O leilão da tela Caipirinha, pintada em 1923 por Tarsila do Amaral, está ameaçado de embargo. O advogado Márcio Casado, que representa Carlos Eduardo Schahin, proprietário da obra desde 2012, alega que os bancos pediram a penhora do quadro para ressarcir as dívidas do pai de seu cliente, o empresário Salim Taufic Schahin. Em julho deste ano, a Justiça determinou que o quadro fosse leiloado.
Schahin pai, acionista de uma empresa petrolífera que faliu depois que a Petrobras começou a ser investigada por não apresentar balanços, comprou a obra nos anos 1990. Os problemas dele com os bancos começaram em 2014. As instituições financeiras foram atrás de seu patrimônio e descobriram a obra de Tarsila, solicitando a penhora do quadro, que já havia sido transferido para Carlos Eduardo.
O advogado dele, então, solicitou a um juiz do Supremo Tribunal de Justiça (STJ) o embargo do leilão. A primeira vez que foi solicitada a suspensão foi há exatamente três meses, segundo o advogado. Quando o Tribunal acatou o pedido, os bancos recorreram a um juiz, que autorizou o leilão. O proprietário do quadro, Carlos Eduardo, perdeu em primeira instância e novamente em segunda instância.
Na semana passada, segundo o advogado, Carlos Eduardo entrou com outro recurso para que a propriedade de sua tela fosse reconhecida e não como propriedade de seu pai. O advogado afirmou que seu cliente já teria entrado com uma medida cautelar, não apresentada, ainda de acordo com ele, porque um sistema do judiciário estava suspenso na início desta semana.
Quando o advogado Márcio Casado começou a atender seu cliente, constatou que a avaliação do perito, de R$ 40 milhões, estaria abaixo do preço de mercado. Ele confirmou que vai pedir a suspensão do leilão e espera receber a resposta do STJ na segunda-feira (14) ou na terça-feira (15).

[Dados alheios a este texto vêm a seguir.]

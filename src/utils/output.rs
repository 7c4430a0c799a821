//! # 美化输出工具
//!
//! 提供统一的终端输出样式。
//!
//! ## 依赖关系
//! - 被 `main.rs` 和 `commands/` 模块使用
//! - 使用 `colored` crate

use colored::Colorize;
use std::error::Error;

/// 打印成功消息
pub fn print_success(msg: &str) {
    println!("{} {}", "[OK]".green().bold(), msg);
}

/// 打印错误及其完整原因链
pub fn print_error(err: &dyn Error) {
    eprintln!("{} {}", "[ERR]".red().bold(), err);
    let mut source = err.source();
    while let Some(cause) = source {
        eprintln!("      {} {}", "caused by:".dimmed(), cause);
        source = cause.source();
    }
}

/// 打印警告消息
pub fn print_warning(msg: &str) {
    println!("{} {}", "[WARN]".yellow().bold(), msg);
}

/// 打印信息消息
pub fn print_info(msg: &str) {
    println!("{} {}", "[*]".blue().bold(), msg);
}

/// 打印 dry-run 消息（作业已准备但未提交）
pub fn print_dry(msg: &str) {
    println!("{} {}", "[DRY]".cyan().bold(), msg);
}

/// 打印完成消息
pub fn print_done(msg: &str) {
    println!("{} {}", "[DONE]".green().bold(), msg);
}

/// 打印标题栏
pub fn print_header(title: &str) {
    let line = "─".repeat(60);
    println!("\n{}", line.dimmed());
    println!("  {}", title.bold());
    println!("{}\n", line.dimmed());
}

/// 打印分隔线
pub fn print_separator() {
    println!("{}", "─".repeat(60).dimmed());
}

O leilão está marcado para quinta-feira (17). O lance inicial da tela é de R$ 47 milhões, o maior valor para qualquer obra de arte vendida no Brasil.
"O leilão não é irreversível. Na verdade, está tudo em aberto ainda. Eu sou o dono da obra desde 2012 e tive de entrar com o embargo de terceiro numa ação de bancos contra meu pai na pessoa física, iniciada após a recuperação judicial do Grupo Schahin em 2015", disse Carlos Eduardo.
Obra
Sob a guarda inicial de dona Olívia Guedes Penteado, primeira proprietária da tela e mecenas dos modernistas, a pintura foi herdada por sua filha, Carolina Penteado da Silva Teles. Registrada no catálogo raisonné de Tarsila do Amaral, era uma obra considerada pela artista uma de suas melhores pinturas do período modernista.
Ela, que, em 1923, estudava pintura com os cubistas em Paris, escreveu uma carta aos pais comunicando sua intenção de registrar num quadro suas lembranças de infância na fazenda. "Quero, na arte, ser a caipirinha de São Bernardo, brincando com bonecas no mato, como no último quadro que estou pintando".
Há poucas obras do período disponíveis no mercado e poucos colecionadores têm uma Tarsila de importância histórica comparável à tela pintada um ano após a Semana de Arte Moderna de 1922.
Nunca houve, no Brasil, uma tela que tenha alcançado o valor da pintura A Lua, de 1928, comprada no ano passado pelo Museu de Arte Moderna de Nova York (MoMA), o que vai tornar o possível leilão de Caipirinha uma disputa entre colecionadores brasileiros e estrangeiros.
Segundo Jones Bergamin, da Bolsa de Arte, fiel depositário da obra, o MoMA, de Nova York, já mostrou interesse pela tela, que está disponível para visitação pública desde terça-feira (8), na Bolsa de Arte (Rua Rio Preto, 63), com lotação limitada a 10 pessoas por vez.
A escalada internacional dos preços de Tarsila começou em 1995, quando o empresário argentino Eduardo Costantini comprou a tela Abaporu, de 1928, por 1,3 milhão de dólares (aproximadamente 2,2 milhão de dólares em valores atuais). Em 2018, a tela A Lua foi vendida ao MoMA por aproximadamente 100 vezes mais.
Se o leilão do dia 17 for realizado, é provável que, a exemplo desses ícones que foram parar fora do Brasil, Caipirinha também siga o mesmo caminho.